### [THE TASK]
Repeat the records below line by line, exactly, finishing on the line that contains "rendering primitives through".

START DATASET CONTENT

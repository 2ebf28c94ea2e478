//! RAM framebuffer with per-pixel change detection.
//!
//! All widget drawing targets this buffer instead of the SPI display; after
//! a tick completes, only the bounding rectangle of changed pixels is
//! flushed to hardware in a single transaction. Because the buffer is plain
//! memory, widget drawing is infallible and the only fallible operation in
//! the whole display path is the flush at the firmware edge.
//!
//! The buffer also implements [`Gfx`], rendering primitives through
//! embedded-graphics onto itself, and provides the raw region read/write
//! pair the modal overlays use for save/restore.

extern crate alloc;

use alloc::vec;
use alloc::vec::Vec;
use core::convert::Infallible;

use embedded_graphics::mono_font::ascii::{FONT_6X10, FONT_6X13, FONT_10X20};
use embedded_graphics::mono_font::{MonoFont, MonoTextStyleBuilder};
use embedded_graphics::pixelcolor::Rgb565;
use embedded_graphics::prelude::*;
use embedded_graphics::primitives::{
    Circle, Line, PrimitiveStyle, Rectangle, RoundedRectangle, Triangle,
};
use embedded_graphics::text::{Alignment, Baseline, Text, TextStyleBuilder};
use log::debug;
use profont::PROFONT_24_POINT;

use crate::ui::gfx::{Datum, FontId, Gfx, Rect};
use crate::ui::{DISPLAY_HEIGHT_PX, DISPLAY_WIDTH_PX};

const WIDTH: usize = DISPLAY_WIDTH_PX as usize;
const HEIGHT: usize = DISPLAY_HEIGHT_PX as usize;
const PIXEL_COUNT: usize = WIDTH * HEIGHT;

fn mono_font(font: FontId) -> &'static MonoFont<'static> {
    match font {
        FontId::Small => &FONT_6X10,
        FontId::Body => &FONT_6X13,
        FontId::Heading => &FONT_10X20,
        FontId::Value => &PROFONT_24_POINT,
    }
}

fn datum_style(datum: Datum) -> (Alignment, Baseline) {
    match datum {
        Datum::TopLeft => (Alignment::Left, Baseline::Top),
        Datum::TopCentre => (Alignment::Center, Baseline::Top),
        Datum::TopRight => (Alignment::Right, Baseline::Top),
        Datum::MiddleLeft => (Alignment::Left, Baseline::Middle),
        Datum::MiddleCentre => (Alignment::Center, Baseline::Middle),
        Datum::MiddleRight => (Alignment::Right, Baseline::Middle),
        Datum::BottomLeft => (Alignment::Left, Baseline::Bottom),
        Datum::BottomCentre => (Alignment::Center, Baseline::Bottom),
        Datum::BottomRight => (Alignment::Right, Baseline::Bottom),
    }
}

/// Bounding box of pixels changed since the last flush.
#[derive(Debug, Clone, Copy)]
struct DirtyRect {
    min_x: usize,
    min_y: usize,
    max_x: usize,
    max_y: usize,
}

impl DirtyRect {
    fn from_point(x: usize, y: usize) -> Self {
        Self {
            min_x: x,
            min_y: y,
            max_x: x,
            max_y: y,
        }
    }

    fn expand(&mut self, x: usize, y: usize) {
        self.min_x = self.min_x.min(x);
        self.min_y = self.min_y.min(y);
        self.max_x = self.max_x.max(x);
        self.max_y = self.max_y.max(y);
    }
}

/// Heap-backed 320x240 RGB565 framebuffer.
pub struct FrameBuffer {
    pixels: Vec<Rgb565>,
    dirty: Option<DirtyRect>,
}

impl Default for FrameBuffer {
    fn default() -> Self {
        Self::new()
    }
}

impl FrameBuffer {
    pub fn new() -> Self {
        Self {
            pixels: vec![Rgb565::BLACK; PIXEL_COUNT],
            dirty: None,
        }
    }

    #[inline]
    fn set_pixel(&mut self, x: usize, y: usize, color: Rgb565) {
        let idx = y * WIDTH + x;
        if self.pixels[idx] != color {
            self.pixels[idx] = color;
            match &mut self.dirty {
                Some(rect) => rect.expand(x, y),
                None => self.dirty = Some(DirtyRect::from_point(x, y)),
            }
        }
    }

    /// Pixel accessor for tests and the simulator.
    pub fn pixel(&self, x: usize, y: usize) -> Rgb565 {
        self.pixels[y * WIDTH + x]
    }

    /// Whether any pixel changed since the last flush.
    pub fn is_dirty(&self) -> bool {
        self.dirty.is_some()
    }

    /// Flush the dirty region to the hardware display, then reset.
    ///
    /// No-op when nothing changed. Only the bounding rectangle of changed
    /// pixels goes over the bus, via one `fill_contiguous` call.
    pub fn flush<D>(&mut self, display: &mut D) -> Result<(), D::Error>
    where
        D: DrawTarget<Color = Rgb565>,
    {
        let Some(rect) = self.dirty.take() else {
            return Ok(());
        };

        let width = rect.max_x - rect.min_x + 1;
        let height = rect.max_y - rect.min_y + 1;
        debug!(
            "flush {}x{} dirty region at ({}, {})",
            width, height, rect.min_x, rect.min_y
        );

        let area = Rectangle::new(
            Point::new(rect.min_x as i32, rect.min_y as i32),
            Size::new(width as u32, height as u32),
        );
        let pixels = &self.pixels;
        let pixel_iter = (rect.min_y..=rect.max_y).flat_map(move |y| {
            let row_start = y * WIDTH + rect.min_x;
            pixels[row_start..row_start + width].iter().copied()
        });
        display.fill_contiguous(&area, pixel_iter)
    }

    fn clip(rect: Rect) -> Option<(usize, usize, usize, usize)> {
        let x0 = rect.x.max(0) as usize;
        let y0 = rect.y.max(0) as usize;
        let x1 = ((rect.x + rect.w).max(0) as usize).min(WIDTH);
        let y1 = ((rect.y + rect.h).max(0) as usize).min(HEIGHT);
        if x0 >= x1 || y0 >= y1 {
            return None;
        }
        Some((x0, y0, x1, y1))
    }
}

impl OriginDimensions for FrameBuffer {
    fn size(&self) -> Size {
        Size::new(DISPLAY_WIDTH_PX as u32, DISPLAY_HEIGHT_PX as u32)
    }
}

impl DrawTarget for FrameBuffer {
    type Color = Rgb565;
    type Error = Infallible;

    fn draw_iter<I>(&mut self, pixels: I) -> Result<(), Self::Error>
    where
        I: IntoIterator<Item = Pixel<Self::Color>>,
    {
        for Pixel(coord, color) in pixels {
            if coord.x >= 0
                && coord.y >= 0
                && (coord.x as usize) < WIDTH
                && (coord.y as usize) < HEIGHT
            {
                self.set_pixel(coord.x as usize, coord.y as usize, color);
            }
        }
        Ok(())
    }

    fn fill_solid(&mut self, area: &Rectangle, color: Self::Color) -> Result<(), Self::Error> {
        let rect = Rect::new(
            area.top_left.x,
            area.top_left.y,
            area.size.width as i32,
            area.size.height as i32,
        );
        if let Some((x0, y0, x1, y1)) = Self::clip(rect) {
            for y in y0..y1 {
                for x in x0..x1 {
                    self.set_pixel(x, y, color);
                }
            }
        }
        Ok(())
    }

    fn clear(&mut self, color: Self::Color) -> Result<(), Self::Error> {
        for y in 0..HEIGHT {
            for x in 0..WIDTH {
                self.set_pixel(x, y, color);
            }
        }
        Ok(())
    }
}

impl Gfx for FrameBuffer {
    fn fill_rect(&mut self, rect: Rect, color: Rgb565) {
        let _ = self.fill_solid(
            &Rectangle::new(
                Point::new(rect.x, rect.y),
                Size::new(rect.w.max(0) as u32, rect.h.max(0) as u32),
            ),
            color,
        );
    }

    fn draw_rect(&mut self, rect: Rect, color: Rgb565) {
        let _ = Rectangle::new(
            Point::new(rect.x, rect.y),
            Size::new(rect.w.max(0) as u32, rect.h.max(0) as u32),
        )
        .into_styled(PrimitiveStyle::with_stroke(color, 1))
        .draw(self);
    }

    fn draw_hline(&mut self, x: i32, y: i32, w: i32, color: Rgb565) {
        self.fill_rect(Rect::new(x, y, w, 1), color);
    }

    fn draw_vline(&mut self, x: i32, y: i32, h: i32, color: Rgb565) {
        self.fill_rect(Rect::new(x, y, 1, h), color);
    }

    fn draw_line(&mut self, x0: i32, y0: i32, x1: i32, y1: i32, color: Rgb565) {
        let _ = Line::new(Point::new(x0, y0), Point::new(x1, y1))
            .into_styled(PrimitiveStyle::with_stroke(color, 1))
            .draw(self);
    }

    fn draw_wide_line(&mut self, x0: i32, y0: i32, x1: i32, y1: i32, width: u32, color: Rgb565) {
        let _ = Line::new(Point::new(x0, y0), Point::new(x1, y1))
            .into_styled(PrimitiveStyle::with_stroke(color, width))
            .draw(self);
    }

    fn fill_circle(&mut self, cx: i32, cy: i32, r: i32, color: Rgb565) {
        let d = (r.max(0) as u32) * 2 + 1;
        let _ = Circle::with_center(Point::new(cx, cy), d)
            .into_styled(PrimitiveStyle::with_fill(color))
            .draw(self);
    }

    fn draw_circle(&mut self, cx: i32, cy: i32, r: i32, color: Rgb565) {
        let d = (r.max(0) as u32) * 2 + 1;
        let _ = Circle::with_center(Point::new(cx, cy), d)
            .into_styled(PrimitiveStyle::with_stroke(color, 1))
            .draw(self);
    }

    fn fill_triangle(&mut self, p: [(i32, i32); 3], color: Rgb565) {
        let _ = Triangle::new(
            Point::new(p[0].0, p[0].1),
            Point::new(p[1].0, p[1].1),
            Point::new(p[2].0, p[2].1),
        )
        .into_styled(PrimitiveStyle::with_fill(color))
        .draw(self);
    }

    fn draw_triangle(&mut self, p: [(i32, i32); 3], color: Rgb565) {
        let _ = Triangle::new(
            Point::new(p[0].0, p[0].1),
            Point::new(p[1].0, p[1].1),
            Point::new(p[2].0, p[2].1),
        )
        .into_styled(PrimitiveStyle::with_stroke(color, 1))
        .draw(self);
    }

    fn fill_round_rect(&mut self, rect: Rect, radius: i32, color: Rgb565) {
        let r = radius.max(0) as u32;
        let _ = RoundedRectangle::with_equal_corners(
            Rectangle::new(
                Point::new(rect.x, rect.y),
                Size::new(rect.w.max(0) as u32, rect.h.max(0) as u32),
            ),
            Size::new(r, r),
        )
        .into_styled(PrimitiveStyle::with_fill(color))
        .draw(self);
    }

    fn draw_round_rect(&mut self, rect: Rect, radius: i32, color: Rgb565) {
        let r = radius.max(0) as u32;
        let _ = RoundedRectangle::with_equal_corners(
            Rectangle::new(
                Point::new(rect.x, rect.y),
                Size::new(rect.w.max(0) as u32, rect.h.max(0) as u32),
            ),
            Size::new(r, r),
        )
        .into_styled(PrimitiveStyle::with_stroke(color, 1))
        .draw(self);
    }

    fn draw_text(
        &mut self,
        text: &str,
        x: i32,
        y: i32,
        font: FontId,
        datum: Datum,
        fg: Rgb565,
        bg: Option<Rgb565>,
    ) {
        let mono = mono_font(font);
        let mut builder = MonoTextStyleBuilder::new().font(mono).text_color(fg);
        if let Some(bg) = bg {
            builder = builder.background_color(bg);
        }
        let char_style = builder.build();
        let (alignment, baseline) = datum_style(datum);
        let text_style = TextStyleBuilder::new()
            .alignment(alignment)
            .baseline(baseline)
            .build();
        let _ = Text::with_text_style(text, Point::new(x, y), char_style, text_style).draw(self);
    }

    fn read_rect(&mut self, rect: Rect) -> Vec<Rgb565> {
        let mut out = Vec::new();
        if let Some((x0, y0, x1, y1)) = Self::clip(rect) {
            out.reserve((x1 - x0) * (y1 - y0));
            for y in y0..y1 {
                out.extend_from_slice(&self.pixels[y * WIDTH + x0..y * WIDTH + x1]);
            }
        }
        out
    }

    fn push_rect(&mut self, rect: Rect, pixels: &[Rgb565]) {
        let Some((x0, y0, x1, y1)) = Self::clip(rect) else {
            return;
        };
        let row_len = x1 - x0;
        let mut src = pixels.iter().copied();
        for y in y0..y1 {
            for x in x0..x0 + row_len {
                match src.next() {
                    Some(color) => self.set_pixel(x, y, color),
                    None => return,
                }
            }
        }
    }

    fn text_width(&self, text: &str, font: FontId) -> i32 {
        let mono = mono_font(font);
        let cell = mono.character_size.width + mono.character_spacing;
        (cell * text.chars().count() as u32) as i32
    }
}

#[cfg(test)]
mod tests {
    use super::*;
    use crate::ui::palette;

    #[test]
    fn clean_after_flush_and_noop_reflush() {
        let mut fb = FrameBuffer::new();
        fb.fill_rect(Rect::new(10, 10, 4, 4), palette::RED);
        assert!(fb.is_dirty());
        let mut sink = FrameBuffer::new();
        fb.flush(&mut sink).unwrap();
        assert!(!fb.is_dirty());
        // identical re-draw changes nothing
        fb.fill_rect(Rect::new(10, 10, 4, 4), palette::RED);
        assert!(!fb.is_dirty());
    }

    #[test]
    fn read_then_push_restores_region() {
        let mut fb = FrameBuffer::new();
        fb.fill_rect(Rect::new(0, 0, 20, 20), palette::GREEN);
        let saved = fb.read_rect(Rect::new(5, 5, 8, 8));
        fb.fill_rect(Rect::new(5, 5, 8, 8), palette::RED);
        fb.push_rect(Rect::new(5, 5, 8, 8), &saved);
        assert_eq!(fb.pixel(6, 6), palette::GREEN);
        assert_eq!(fb.pixel(12, 12), palette::GREEN);
    }

    #[test]
    fn out_of_bounds_drawing_is_clipped() {
        let mut fb = FrameBuffer::new();
        fb.fill_rect(Rect::new(-10, -10, 5, 5), palette::RED);
        fb.fill_rect(Rect::new(1000, 1000, 5, 5), palette::RED);
        assert!(!fb.is_dirty());
    }
}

END DATASET CONTENT

### [RESULT OF THIS EXERCISE]
repository 2ebf28c94ea2e478
//! RAM framebuffer with per-pixel change detection.
//!
//! All widget drawing targets this buffer instead of the SPI display; after
//! a tick completes, only the bounding rectangle of changed pixels is
//! flushed to hardware in a single transaction. Because the buffer is plain
//! memory, widget drawing is infallible and the only fallible operation in
//! the whole display path is the flush at the firmware edge.
//!
//! The buffer also implements [`Gfx`], rendering primitives through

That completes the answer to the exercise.